We may be at one of those junctures when history repeats itself, even in the most unusual ways. I can’t help seeing startling similarities between the 2024 election and the U.S. elections of 1980, in which the Republican Ronald Reagan defeated the sitting Democratic President Jimmy Carter. In both cases, a Democrat seen as a weak president was in office: Carter then, and Joe Biden today. In both cases their opponents seemed vibrant and popular. In both cases, the Republican candidates used the Iran mischief card (and the weak response given to it) to win votes.

Weak Democrats

Both the Carter and the Biden administrations have faced some big challenges in the Middle East involving Iran’s crucial role.

In 1979, the seizure of the U.S. embassy in Tehran and the hostage taking of U.S. diplomats became a nightmare for Jimmy Carter. Republicans led by Ronald Reagan were able to use Carter’s weakness in solving this crisis and use it to their advantage, though in time public opinion was irked if not angered to find out there had been a secret agreement between Reagan’s people and the regime of Ayatollah Ruhollah Khomeini to slow down the release of the hostages until after the elections.

Is Iran acting deliberately to favor the Republicans on November 5?

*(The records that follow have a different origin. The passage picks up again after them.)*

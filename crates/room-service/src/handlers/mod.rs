//! HTTP request handlers for the room service.

pub mod health;
pub mod metrics;
pub mod rooms;

pub use health::{health_check, readiness_check};
pub use metrics::metrics_handler;
pub use rooms::{
    create_room, end_room, get_history, get_room, join_room, leave_room, purge_history,
    set_participant_role, update_settings,
};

Today, the Republicans are accusing Biden and his aspiring successor Harris of being weak with Iran and incapable of appeasing the Middle East. But there is a question now, especially among Iranians including numerous Iranian-Americans voting for Trump precisely over Biden’s approach toward Iran: is there a deal, already done or afoot, between the Trump team and the Tehran regime? Is Iran acting deliberately to favor the Republicans on November 5?

This becomes more plausible considering Trump’s previous declarations that regime change is not on his administration’s agenda. Some observers are thus speculating that Iran’s recent actions sought to foment crises, but of an artificial kind, meant to incite opinion in Trump’s favor.

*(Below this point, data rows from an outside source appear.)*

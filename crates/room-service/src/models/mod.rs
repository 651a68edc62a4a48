//! Room service models.
//!
//! Domain records (rooms, participants, profiles), the resolved read model
//! returned to callers, and the request/response bodies of the HTTP adapter.

use chrono::{DateTime, Utc};
use common::types::{ParticipantId, RoomId, UserId};
use serde::{Deserialize, Serialize};
use std::fmt;
use std::str::FromStr;

/// Maximum room title length after trimming.
pub const MAX_ROOM_TITLE_LENGTH: usize = 200;

/// Default page size for room history.
pub const DEFAULT_HISTORY_LIMIT: u32 = 50;

/// Largest page size a caller may request for room history.
pub const MAX_HISTORY_LIMIT: u32 = 100;

// ============================================================================
// Room
// ============================================================================

/// Room lifecycle state. `Ended` is terminal.
#[derive(Debug, Clone, Copy, PartialEq, Eq, Serialize, Deserialize)]
#[serde(rename_all = "snake_case")]
pub enum RoomStatus {
    /// Room accepts joins and mutations.
    Active,

    /// Room is history: invisible to code lookups, read-only.
    Ended,
}

impl RoomStatus {
    /// Returns the string representation stored in the database.
    pub fn as_str(&self) -> &'static str {
        match self {
            RoomStatus::Active => "active",
            RoomStatus::Ended => "ended",
        }
    }

    /// Parse the stored representation.
    pub fn parse(value: &str) -> Option<Self> {
        match value {
            "active" => Some(RoomStatus::Active),
            "ended" => Some(RoomStatus::Ended),
            _ => None,
        }
    }
}

/// Per-room feature toggles. New rooms start with everything enabled.
#[derive(Debug, Clone, Copy, PartialEq, Eq, Serialize, Deserialize)]
pub struct FeatureToggles {
    pub chat_enabled: bool,
    pub voice_enabled: bool,
    pub allow_screen_share: bool,
    pub video_enabled: bool,
}

impl Default for FeatureToggles {
    fn default() -> Self {
        Self {
            chat_enabled: true,
            voice_enabled: true,
            allow_screen_share: true,
            video_enabled: true,
        }
    }
}

/// Partial settings update. Absent keys keep their current value.
#[derive(Debug, Clone, Copy, Default, PartialEq, Eq, Serialize, Deserialize)]
pub struct SettingsPatch {
    #[serde(default, skip_serializing_if = "Option::is_none")]
    pub chat_enabled: Option<bool>,

    #[serde(default, skip_serializing_if = "Option::is_none")]
    pub voice_enabled: Option<bool>,

    #[serde(default, skip_serializing_if = "Option::is_none")]
    pub allow_screen_share: Option<bool>,

    #[serde(default, skip_serializing_if = "Option::is_none")]
    pub video_enabled: Option<bool>,
}

impl SettingsPatch {
    /// Check if the patch carries any key at all.
    pub fn has_changes(&self) -> bool {
        self.chat_enabled.is_some()
            || self.voice_enabled.is_some()
            || self.allow_screen_share.is_some()
            || self.video_enabled.is_some()
    }

    /// Apply only the keys that are present.
    pub fn apply_to(&self, toggles: FeatureToggles) -> FeatureToggles {
        FeatureToggles {
            chat_enabled: self.chat_enabled.unwrap_or(toggles.chat_enabled),
            voice_enabled: self.voice_enabled.unwrap_or(toggles.voice_enabled),
            allow_screen_share: self.allow_screen_share.unwrap_or(toggles.allow_screen_share),
            video_enabled: self.video_enabled.unwrap_or(toggles.video_enabled),
        }
    }
}

/// A room document.
///
/// `participants` is the authoritative membership set. A participant record
/// not listed here is logically removed.
#[derive(Debug, Clone, PartialEq, Eq, Serialize, Deserialize)]
pub struct Room {
    pub room_id: RoomId,
    pub title: String,
    /// Original creator. Never changes, even when the host role moves.
    pub host_user_id: UserId,
    pub room_code: String,
    pub status: RoomStatus,
    pub settings: FeatureToggles,
    pub participants: Vec<ParticipantId>,
    pub created_at: DateTime<Utc>,
    #[serde(skip_serializing_if = "Option::is_none")]
    pub ended_at: Option<DateTime<Utc>>,
}

impl Room {
    pub fn is_active(&self) -> bool {
        self.status == RoomStatus::Active
    }

    /// Whether `participant_id` is part of the authoritative membership set.
    pub fn lists(&self, participant_id: ParticipantId) -> bool {
        self.participants.contains(&participant_id)
    }
}

/// A room together with its optimistic-concurrency version.
#[derive(Debug, Clone, PartialEq, Eq)]
pub struct RoomRecord {
    pub room: Room,
    pub version: i64,
}

// ============================================================================
// Participant
// ============================================================================

/// Participant role within a room.
#[derive(Debug, Clone, Copy, PartialEq, Eq, Serialize, Deserialize)]
#[serde(rename_all = "snake_case")]
pub enum ParticipantRole {
    Host,
    Participant,
}

impl ParticipantRole {
    pub fn as_str(&self) -> &'static str {
        match self {
            ParticipantRole::Host => "host",
            ParticipantRole::Participant => "participant",
        }
    }
}

impl fmt::Display for ParticipantRole {
    fn fmt(&self, f: &mut fmt::Formatter<'_>) -> fmt::Result {
        f.write_str(self.as_str())
    }
}

/// Error for role strings outside the two recognized roles.
#[derive(Debug, Clone, PartialEq, Eq)]
pub struct UnknownRole(pub String);

impl fmt::Display for UnknownRole {
    fn fmt(&self, f: &mut fmt::Formatter<'_>) -> fmt::Result {
        write!(f, "unknown role '{}'", self.0)
    }
}

impl FromStr for ParticipantRole {
    type Err = UnknownRole;

    fn from_str(s: &str) -> Result<Self, Self::Err> {
        match s {
            "host" => Ok(ParticipantRole::Host),
            "participant" => Ok(ParticipantRole::Participant),
            other => Err(UnknownRole(other.to_string())),
        }
    }
}

/// Per-participant media permission flags.
#[derive(Debug, Clone, Copy, Default, PartialEq, Eq, Serialize, Deserialize)]
pub struct PermissionFlags {
    pub muted: bool,
    pub video_on: bool,
    pub screen_sharing: bool,
}

/// One (room, user) membership. Re-joining after leaving creates a new record.
#[derive(Debug, Clone, PartialEq, Eq, Serialize, Deserialize)]
pub struct Participant {
    pub participant_id: ParticipantId,
    /// Non-owning back-reference; the room's list is authoritative.
    pub room_id: RoomId,
    pub user_id: UserId,
    pub role: ParticipantRole,
    pub permissions: PermissionFlags,
    pub joined_at: DateTime<Utc>,
    #[serde(skip_serializing_if = "Option::is_none")]
    pub left_at: Option<DateTime<Utc>>,
}

impl Participant {
    /// Build a fresh membership record joined now.
    pub fn new(room_id: RoomId, user_id: UserId, role: ParticipantRole) -> Self {
        Self {
            participant_id: ParticipantId::new(),
            room_id,
            user_id,
            role,
            permissions: PermissionFlags::default(),
            joined_at: Utc::now(),
            left_at: None,
        }
    }

    pub fn is_active(&self) -> bool {
        self.left_at.is_none()
    }
}

/// Profile data owned by the identity service.
#[derive(Debug, Clone, PartialEq, Eq, Serialize, Deserialize)]
pub struct UserProfile {
    pub user_id: UserId,
    pub display_name: String,
    pub avatar_url: Option<String>,
}

// ============================================================================
// Read model
// ============================================================================

/// Participant as seen by other room members.
#[derive(Debug, Clone, PartialEq, Eq, Serialize, Deserialize)]
pub struct ResolvedParticipant {
    pub participant_id: ParticipantId,
    pub user_id: UserId,
    pub display_name: String,
    #[serde(skip_serializing_if = "Option::is_none")]
    pub avatar_url: Option<String>,
    pub role: ParticipantRole,
    pub permissions: PermissionFlags,
    pub joined_at: DateTime<Utc>,
}

/// Room with its membership resolved to user profiles.
#[derive(Debug, Clone, PartialEq, Eq, Serialize, Deserialize)]
pub struct RoomSnapshot {
    pub room_id: RoomId,
    pub title: String,
    pub host_user_id: UserId,
    pub room_code: String,
    pub status: RoomStatus,
    pub settings: FeatureToggles,
    pub participants: Vec<ResolvedParticipant>,
    pub created_at: DateTime<Utc>,
}

impl RoomSnapshot {
    /// Find the resolved entry for a user, if they are a member.
    pub fn participant_for(&self, user_id: UserId) -> Option<&ResolvedParticipant> {
        self.participants.iter().find(|p| p.user_id == user_id)
    }
}

/// Position in a host's history: the last room of a page.
///
/// Rooms are ordered by `(created_at, room_id)` descending, so the pair is
/// unique even when creation times collide. On the wire it is an opaque
/// `{rfc3339}_{room_id}` string.
#[derive(Debug, Clone, Copy, PartialEq, Eq, Serialize, Deserialize)]
#[serde(try_from = "String", into = "String")]
pub struct HistoryCursor {
    pub created_at: DateTime<Utc>,
    pub room_id: RoomId,
}

impl HistoryCursor {
    /// Cursor pointing just past `room`.
    pub fn after(room: &Room) -> Self {
        Self {
            created_at: room.created_at,
            room_id: room.room_id,
        }
    }

    /// Whether `room` sorts strictly after this cursor in newest-first order.
    pub fn precedes(&self, room: &Room) -> bool {
        (room.created_at, room.room_id) < (self.created_at, self.room_id)
    }
}

impl fmt::Display for HistoryCursor {
    fn fmt(&self, f: &mut fmt::Formatter<'_>) -> fmt::Result {
        write!(
            f,
            "{}_{}",
            self.created_at
                .to_rfc3339_opts(chrono::SecondsFormat::AutoSi, true),
            self.room_id
        )
    }
}

/// Error for cursor strings this service did not issue.
#[derive(Debug, Clone, PartialEq, Eq)]
pub struct InvalidCursor(pub String);

impl fmt::Display for InvalidCursor {
    fn fmt(&self, f: &mut fmt::Formatter<'_>) -> fmt::Result {
        write!(f, "invalid history cursor '{}'", self.0)
    }
}

impl FromStr for HistoryCursor {
    type Err = InvalidCursor;

    fn from_str(s: &str) -> Result<Self, Self::Err> {
        let invalid = || InvalidCursor(s.to_string());
        let (created_at, room_id) = s.rsplit_once('_').ok_or_else(invalid)?;
        let created_at = DateTime::parse_from_rfc3339(created_at)
            .map_err(|_| invalid())?
            .with_timezone(&Utc);
        let room_id = room_id.parse::<RoomId>().map_err(|_| invalid())?;
        Ok(Self {
            created_at,
            room_id,
        })
    }
}

impl TryFrom<String> for HistoryCursor {
    type Error = InvalidCursor;

    fn try_from(value: String) -> Result<Self, Self::Error> {
        value.parse()
    }
}

impl From<HistoryCursor> for String {
    fn from(cursor: HistoryCursor) -> Self {
        cursor.to_string()
    }
}

/// A page of ended rooms, newest first.
#[derive(Debug, Clone, PartialEq, Eq, Serialize, Deserialize)]
pub struct HistoryPage {
    pub rooms: Vec<Room>,
    /// Pass as `before` to fetch the next page; absent on the last page.
    #[serde(skip_serializing_if = "Option::is_none")]
    pub next_before: Option<HistoryCursor>,
}

// ============================================================================
// HTTP bodies
// ============================================================================

/// Liveness response.
#[derive(Debug, Clone, Serialize, Deserialize)]
pub struct HealthResponse {
    pub status: String,
}

/// Readiness response (`/ready`).
#[derive(Debug, Clone, Serialize, Deserialize)]
pub struct ReadinessResponse {
    /// "ready" or "not_ready".
    pub status: String,

    /// Store connectivity ("healthy" or "unhealthy").
    pub store: String,
}

/// Body of `POST /api/v1/rooms`.
#[derive(Debug, Clone, Serialize, Deserialize)]
pub struct CreateRoomRequest {
    pub title: String,
}

/// Body of `PATCH /api/v1/rooms/{code}/participants/{id}/role`.
#[derive(Debug, Clone, Serialize, Deserialize)]
pub struct SetRoleRequest {
    pub role: String,
}

/// Query of `GET /api/v1/history`.
#[derive(Debug, Clone, Default, Serialize, Deserialize)]
pub struct HistoryQuery {
    pub before: Option<HistoryCursor>,
    pub limit: Option<u32>,
}

impl HistoryQuery {
    /// Effective page size, clamped to `1..=MAX_HISTORY_LIMIT`.
    pub fn effective_limit(&self) -> u32 {
        self.limit
            .unwrap_or(DEFAULT_HISTORY_LIMIT)
            .clamp(1, MAX_HISTORY_LIMIT)
    }
}

/// Response of `DELETE /api/v1/history`.
#[derive(Debug, Clone, Serialize, Deserialize)]
pub struct PurgeHistoryResponse {
    pub deleted: u64,
}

A group of American hostages smiles as they are greeted by family and officials upon their return from Iran.
American hostages return to the U.S. on January 20, 1981, after 444 days of captivity during the Iran Hostage Crisis, greeted with relief and celebration. – Don Koralewski/Wikipedia

Russia’s hidden hand?

Russia’s President Vladimir Putin might also have a role here, for his desire to get out of the costly bog of war in Ukraine. As Trump has said he would end that war if elected, might Putin have made promises to Tehran concerning its prospects under a second Trump administration?

Rumors around supplying Iran with better anti-air missile systems to replace those recently destroyed by Israel, or helping Tehran’s furtive nuclear activities could all be part of this tripartite maneuvering to help ease Trump into office, even if nothing is clear in this speculative scenario.

October 12, 2024, Coachella, California, USA: Donald Trump speaking at his campaign rally in Coachella.
October 12, 2024, Coachella, California, USA: Donald Trump speaking at his campaign rally in Coachella. – Ian L. Sitren/ZUMA

What about the Iranians?

Numerous Iranians, from those living in Iran to opponents, exiles and dual-nationals living and voting abroad, are openly or secretly pinning hopes on Trump’s election as a possible last, or best, chance of strangling Iran’s regime!

The U.S. elections may change the global chessboard in unexpected ways.

The Biden administration’s perseverance in seeking dialogue with, or even appeasing that regime will have a good many Iranian-Americans into the Trump voting camp. But will these hopes, and this trust, turn to bitterness and humiliation if a putative secret pact were revealed? History has shown if nothing else, that politics leave little room for absolute trust or naiveté.

Nothing should be discarded beforehand, and any one of the recent or coming developments could prove decisive to a nation’s fate. Today, as in 1980, the U.S. elections may change the global chessboard in unexpected ways.